For example, the electronic key 150 may include a specific button
or input option that initiates the verification function when
selected by the individual three times consecutively. Regardless of
how the verification function is activated, the electronic key 150
may generate a lock attendance code that can be transmitted to an
administrator and/or operations center 110 (e.g., to a server 120
or administrator device 130 located at the operations center 110)
to confirm that the individual accessed the remote site 160. In
certain embodiments, the lock attendance code and/or associated
access logs may also be periodically downloaded to a device (e.g.,
a server 120 or administrator device 130) located at the operations
center.
[0029] The manner in which the lock attendance code is generated
may vary. Upon initiation of the verification function, the key 150
may analyze the access logs stored on the key 150 in order to make
an initial determination regarding whether or not to generate a
lock attendance code. In certain preferred embodiments, the key 150
will only generate the lock attendance code if the individual
desiring access to the remote site 160 attempted to open one or
more of the electronics locks 170 at the remote site 160 using the
electronic key 150 (after being activated with a valid opening
code) and within a specified timeframe in which the individual was
granted access to the remote site 160. Thus, if the individual did
not use the key 150 to access the remote site 160 (e.g., because
the individual failed to show up for an assignment or task) or did
so outside the timeframe in which access to the remote site 160 was
granted, the key 150 may not generate a lock attendance code and
the individual will not be able to provide confirmation that he or
she accessed the locks 170 at the remote site 160.
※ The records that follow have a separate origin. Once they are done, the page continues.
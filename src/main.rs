fn main() {
    milsymbol_schema::cli::run();
}
//! Command-line arguments and subcommands.
//!
//! Uses `clap` derive for a declarative argument structure.

use std::path::PathBuf;

use clap::{Parser, Subcommand, ValueEnum};

/// The main CLI argument structure.
#[derive(Debug, Parser)]
#[command(
    name = "milsymbol-schema",
    version,
    about = "Compiles a military-symbology taxonomy and icon sets into draw-command schemas."
)]
pub struct SchemaArgs {
    #[command(subcommand)]
    pub command: Command,
}

/// An enumeration of all available CLI subcommands.
#[derive(Debug, Subcommand)]
pub enum Command {
    /// Compile every set file and write the generated headers.
    Build {
        /// The taxonomy document.
        #[arg(short, long, default_value = "constant.json")]
        constants: PathBuf,
        /// Directory searched recursively for set files.
        #[arg(short, long, default_value = ".")]
        sets: PathBuf,
        /// Directory receiving Constants.hpp and Schema.hpp.
        #[arg(short, long, default_value = "include")]
        out_dir: PathBuf,
        /// Render text elements as paths (library-only: needs a font engine
        /// supplied by the caller, so the CLI reports an error).
        #[arg(short = 'p', long)]
        text_paths: bool,
        /// Also write the Godot companion constants to this path.
        #[arg(short, long)]
        godot: Option<PathBuf>,
        /// Omit the `get_available_symbols` enumerator.
        #[arg(long)]
        no_enumerator: bool,
    },
    /// Load the taxonomy and print every category.
    Constants {
        /// The taxonomy document.
        #[arg(required = true)]
        file: PathBuf,
    },
    /// Compile one set file and print its AST.
    Ast {
        /// The taxonomy document.
        #[arg(short, long, default_value = "constant.json")]
        constants: PathBuf,
        /// The set file to compile.
        #[arg(required = true)]
        file: PathBuf,
        /// Output format.
        #[arg(long, value_enum, default_value_t = AstFormat::Json)]
        format: AstFormat,
    },
}

#[derive(Debug, Clone, Copy, PartialEq, Eq, ValueEnum)]
pub enum AstFormat {
    /// Pretty-printed JSON
    Json,
    /// SVG-like markup, one line per layer
    Svg,
}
[0030] In certain embodiments, the opening code utilized to
activate a key 150 includes embedded information that determines
the timeframe in which the individual is given access to the remote
site 160 and a lock or set of locks 170 that the key 150 can open
within the timeframe. In the event that the key 150 generates a
lock attendance code, it may also include embedded data or
information that permits the administrator to confirm that the
individual accessed the remote site 160 within the timeframe in
which access was given to the remote site 160. The embedded
information associated with the lock attendance code can identify
the particular locks 170 that were opened using the key 150 within
the timeframe. For example, an opening code, once entered to
activate a key 150, may allow the key 150 to unlock ten different
locks 170 at a remote site 160 and the lock attendance code
generated by the key 150 can be used by an administrator or network
operations center 110 to identify the specific locks 170 that were
opened. In certain embodiments, the lock attendance code may also
include embedded information relating to entry attempts in which
access was denied. For example, it may identify the lock 170 that
denied access to the key 150, the time of the entry attempt,
etc.
[0031] The manner in which the lock attendance code is generated,
as well as the information that can be derived from the lock
attendance code, may vary. According to certain embodiments, the
key 150 generates the lock attendance code by retrieving
information from the access logs stored on the key 150 and
utilizing the retrieved information as inputs to a function (e.g.,
a hash function or other function) that is configured to output a
unique string comprised of numeric or alphanumeric characters. The
outputted string may represent the lock attendance code and may
include embedded information that confirms that the individual
accessed one or more locks 170 at the remote site 160. The
information embedded in the lock attendance code may also include
other types of information associated with the individual's entry
attempt. For example, the embedded information may indicate the
time of the entry attempt, a set of global position system (GPS)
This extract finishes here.